The career of Sergei Yeliseyev helps to explain why Ukraine’s armed forces gave up Crimea almost without a fight — and why NATO now says it is alert to Russian attempts to undermine military loyalty in its eastern European members.
His rise to become No. 2 in the Ukrainian Navy long before Russia seized Crimea illustrates the divided loyalties that some personnel in countries that once belonged to the former Soviet Union might still face.
Yeliseyev’s roots were in Russia but he ended up serving Ukraine, only to defect when put to the test.
NATO analysts believe Moscow regards people with similarly ambiguous personal links as potentially valuable, should a new confrontation break out with the West.
In 2014, Yeliseyev was first deputy commander of the Ukrainian fleet, then largely based in Crimea, when Russian soldiers in unmarked uniforms took control of Kiev’s ships and military bases on the Crimean Peninsula.

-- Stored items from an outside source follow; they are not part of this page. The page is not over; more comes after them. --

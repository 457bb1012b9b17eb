//! Key-value slots backing the quote store and the session.
//!
//! The store keeps its state in named string slots, the same way a browser keeps
//! `localStorage`/`sessionStorage` entries:
//!
//! - `FileStorage`: durable slots, one file per key inside a data directory. Writes go
//!   to a temporary file first and are renamed into place.
//! - `MemoryStorage`: slots that live as long as the value itself; used for the
//!   session-scoped last-viewed quote and in tests.
use std::collections::HashMap;
use std::fs;
use std::io::ErrorKind;
use std::path::{Path, PathBuf};

use log::debug;

use crate::error::QuoteError;
use crate::result::Result;

/// Durable slot holding the JSON array of quotes.
pub const QUOTES_KEY: &str = "quotes";
/// Durable slot holding the selected category filter.
pub const SELECTED_CATEGORY_KEY: &str = "lastCategory";
/// Older name of the selected category slot, still read as a fallback.
pub const LEGACY_SELECTED_CATEGORY_KEY: &str = "selectedCategory";
/// Session slot holding the JSON snapshot of the last displayed quote.
pub const LAST_VIEWED_KEY: &str = "lastViewedQuote";

const SLOT_EXTENSION: &str = "slot";

/// Minimal string key-value storage.
pub trait KeyValueStore: Send {
    /// Returns the value stored under `key`, or `None` if the slot is empty.
    fn get(&self, key: &str) -> Result<Option<String>>;

    /// Replaces the value stored under `key`.
    fn set(&mut self, key: &str, value: &str) -> Result<()>;

    /// Clears the slot. Clearing an empty slot is not an error.
    fn remove(&mut self, key: &str) -> Result<()>;
}

/// Durable storage rooted at a directory.
#[derive(Debug, Clone)]
pub struct FileStorage {
    root: PathBuf,
}

impl FileStorage {
    /// Open (and create if needed) the data directory at `root`.
    pub fn open(root: impl AsRef<Path>) -> Result<Self> {
        let root = root.as_ref().to_path_buf();
        fs::create_dir_all(&root)?;
        debug!("File storage opened at {}", root.display());
        Ok(Self { root })
    }

    fn slot_path(&self, key: &str) -> Result<PathBuf> {
        let valid = !key.is_empty()
            && key
                .chars()
                .all(|c| c.is_ascii_alphanumeric() || c == '_' || c == '-');
        if !valid {
            return Err(QuoteError::Storage(format!("invalid slot key {:?}", key)));
        }
        Ok(self.root.join(format!("{}.{}", key, SLOT_EXTENSION)))
    }
}

impl KeyValueStore for FileStorage {
    fn get(&self, key: &str) -> Result<Option<String>> {
        let path = self.slot_path(key)?;
        match fs::read_to_string(&path) {
            Ok(value) => Ok(Some(value)),
            Err(e) if e.kind() == ErrorKind::NotFound => Ok(None),
            Err(e) => Err(QuoteError::Io(e)),
        }
    }

    fn set(&mut self, key: &str, value: &str) -> Result<()> {
        let path = self.slot_path(key)?;
        let temp_path = path.with_extension(format!("{}.tmp", SLOT_EXTENSION));
        fs::write(&temp_path, value)?;
        if let Err(e) = fs::rename(&temp_path, &path) {
            let _ = fs::remove_file(&temp_path);
            return Err(QuoteError::Io(e));
        }
        debug!("Slot {} written ({} bytes)", key, value.len());
        Ok(())
    }

    fn remove(&mut self, key: &str) -> Result<()> {
        let path = self.slot_path(key)?;
        match fs::remove_file(&path) {
            Ok(()) => Ok(()),
            Err(e) if e.kind() == ErrorKind::NotFound => Ok(()),
            Err(e) => Err(QuoteError::Io(e)),
        }
    }
}

/// In-memory storage.
#[derive(Debug, Clone, Default)]
pub struct MemoryStorage {
    slots: HashMap<String, String>,
}

impl MemoryStorage {
    /// Create an empty storage.
    pub fn new() -> Self {
        Self::default()
    }
}

impl KeyValueStore for MemoryStorage {
    fn get(&self, key: &str) -> Result<Option<String>> {
        Ok(self.slots.get(key).cloned())
    }

    fn set(&mut self, key: &str, value: &str) -> Result<()> {
        self.slots.insert(key.to_string(), value.to_string());
        Ok(())
    }

    fn remove(&mut self, key: &str) -> Result<()> {
        self.slots.remove(key);
        Ok(())
    }
}

#[cfg(test)]
mod tests {
    use super::*;
    use tempfile::tempdir;

    #[test]
    fn file_storage_survives_reopen() {
        let dir = tempdir().unwrap();
        let mut storage = FileStorage::open(dir.path()).unwrap();
        storage.set(QUOTES_KEY, "[]").unwrap();

        let reopened = FileStorage::open(dir.path()).unwrap();
        assert_eq!(reopened.get(QUOTES_KEY).unwrap().as_deref(), Some("[]"));
        assert!(!dir.path().join("quotes.slot.tmp").exists());
    }

    #[test]
    fn missing_slot_reads_as_none() {
        let dir = tempdir().unwrap();
        let mut storage = FileStorage::open(dir.path()).unwrap();
        assert_eq!(storage.get(SELECTED_CATEGORY_KEY).unwrap(), None);
        storage.remove(SELECTED_CATEGORY_KEY).unwrap();
    }

    #[test]
    fn failed_rename_leaves_no_temp_file() {
        let dir = tempdir().unwrap();
        let mut storage = FileStorage::open(dir.path()).unwrap();
        fs::create_dir(dir.path().join("quotes.slot")).unwrap();
        fs::write(dir.path().join("quotes.slot").join("occupant"), "x").unwrap();

        let err = storage.set(QUOTES_KEY, "[]").unwrap_err();

        assert!(matches!(err, QuoteError::Io(_)));
        assert!(!dir.path().join("quotes.slot.tmp").exists());
    }

    #[test]
    fn rejects_keys_that_escape_the_directory() {
        let dir = tempdir().unwrap();
        let mut storage = FileStorage::open(dir.path()).unwrap();
        let err = storage.set("../outside", "x").unwrap_err();
        assert!(matches!(err, QuoteError::Storage(_)));
    }

    #[test]
    fn memory_storage_set_get_remove() {
        let mut storage = MemoryStorage::new();
        storage.set(LAST_VIEWED_KEY, "{}").unwrap();
        assert_eq!(storage.get(LAST_VIEWED_KEY).unwrap().as_deref(), Some("{}"));
        storage.remove(LAST_VIEWED_KEY).unwrap();
        assert_eq!(storage.get(LAST_VIEWED_KEY).unwrap(), None);
    }
}
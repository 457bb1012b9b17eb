//! Category filter selected by the user.
use std::convert::Infallible;
use std::fmt;
use std::str::FromStr;

use crate::quote::Quote;

/// Value persisted for the "show everything" filter.
pub const ALL_CATEGORIES: &str = "all";

/// Either every quote or the quotes of one category (compared case-insensitively).
#[derive(Debug, Clone, PartialEq, Eq, Default)]
pub enum CategoryFilter {
    /// No filtering.
    #[default]
    All,
    /// Only quotes of the named category.
    Named(String),
}

impl CategoryFilter {
    /// Returns `true` if `quote` passes the filter.
    pub fn matches(&self, quote: &Quote) -> bool {
        match self {
            CategoryFilter::All => true,
            CategoryFilter::Named(name) => quote.in_category(name),
        }
    }
}

impl FromStr for CategoryFilter {
    type Err = Infallible;

    fn from_str(s: &str) -> Result<Self, Self::Err> {
        let trimmed = s.trim();
        if trimmed.is_empty() || trimmed.eq_ignore_ascii_case(ALL_CATEGORIES) {
            Ok(CategoryFilter::All)
        } else {
            Ok(CategoryFilter::Named(trimmed.to_string()))
        }
    }
}

impl fmt::Display for CategoryFilter {
    fn fmt(&self, f: &mut fmt::Formatter<'_>) -> fmt::Result {
        match self {
            CategoryFilter::All => f.write_str(ALL_CATEGORIES),
            CategoryFilter::Named(name) => f.write_str(name),
        }
    }
}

Instead of resisting, Yeliseyev quit and subsequently got a new job — deputy chief of Russia’s Baltic Fleet.
Yeliseyev, 55, did not respond to questions sent to him via the Russian Ministry of Defense.
However, in Kiev there is no doubt where his loyalties lay.
“When he took an oath to Ukraine, these were empty words for him. He has always been pro-Russian,” said Ukrainian Navy Commander Ihor Voronchenko, who once served with Yeliseyev.
In fact, the Russian soldiers were pushing at an open door in late February 2014 — Yeliseyev was just one of many to defect and almost all Ukrainian forces in Crimea failed to resist.
Russia annexed Crimea the following month, prompting a major row with the West which deepened over Moscow’s role in a rebellion in eastern Ukraine that lasts to this day.
At the time, Moscow and its allies in Crimea exploited weaknesses within Kiev’s military to undermine its ability to put up a fight, according to interviews conducted by reporters with about a dozen people on both sides of the conflict.
Years before the Crimean annexation, a Ukrainian appointment panel appeared to drop its guard when it interviewed Yeliseyev for the deputy naval commander’s post.
Yeliseyev was born near Moscow, graduated from a Soviet naval school in the Russian city of Kaliningrad in 1983 and served with the Russian Pacific Fleet.
Relations between Russia and Ukraine dived as Kiev moved closer to NATO and eight years after his appointment, with the countries on the brink of conflict over Crimea, Yeliseyev quit.
Russia’s actions were not the only factor in the Crimean events. Ukraine’s military had suffered years of neglect, there was a power vacuum in Kiev after the government was overthrown, and many Crimean residents felt more affinity with Moscow.
Still, Ukrainian service personnel with Russian ties switched sides when the annexation began and some officers pretended to put up resistance only to avoid a court-martial. Moscow also intercepted orders from Kiev so they never reached the Crimean garrison.
“There was nothing spontaneous. Everything was organized and each fiddler played his role,” said Mykhailo Koval, who at the time was deputy head of the Ukrainian border guard and is now deputy head of the Ukrainian Security Council.
Voronchenko, who was another deputy commander of the Ukrainian Navy at the time of the annexation, said he received invitations to defect to Moscow’s side soon after the Russian operation began.
These, he told reporters, came from Sergei Aksyonov, who was then-head of Crimea’s self-proclaimed pro-Russian government, as well as from the commander of Russia’s southern military district and a deputy Russian minister of defense.
Asked what they offered in exchange, Voronchenko said: “Posts, an apartment ... Aksyonov offered to make me defense minister of Crimea.”
Voronchenko, in common with many other senior Ukrainian officers, had been in the Soviet military alongside people now serving in the Russian armed forces.
He had spent years in Crimea, where Russia leased bases from Ukraine for its Black Sea fleet after the break up of the Soviet Union.
“Those generals who came to persuade me ... said that we belong to the same circle, we came from the Soviet army,” he said. “I told them I am different ... I am not yours.”
Former Ukrainian Navy commander Denis Berezovsky did defect, along with several of his top staff, and was later made deputy chief of the Russian Black Sea fleet.
At one Ukrainian signals unit, service personnel were watching Russian istelevision when President Vladimir Putin appeared on the screen.
“To my surprise, they all stood up,” said Svyatoslav Veltynsky, an engineer at the unit. “They had been waiting for this.”
The majority of the unit defected to the Russian side.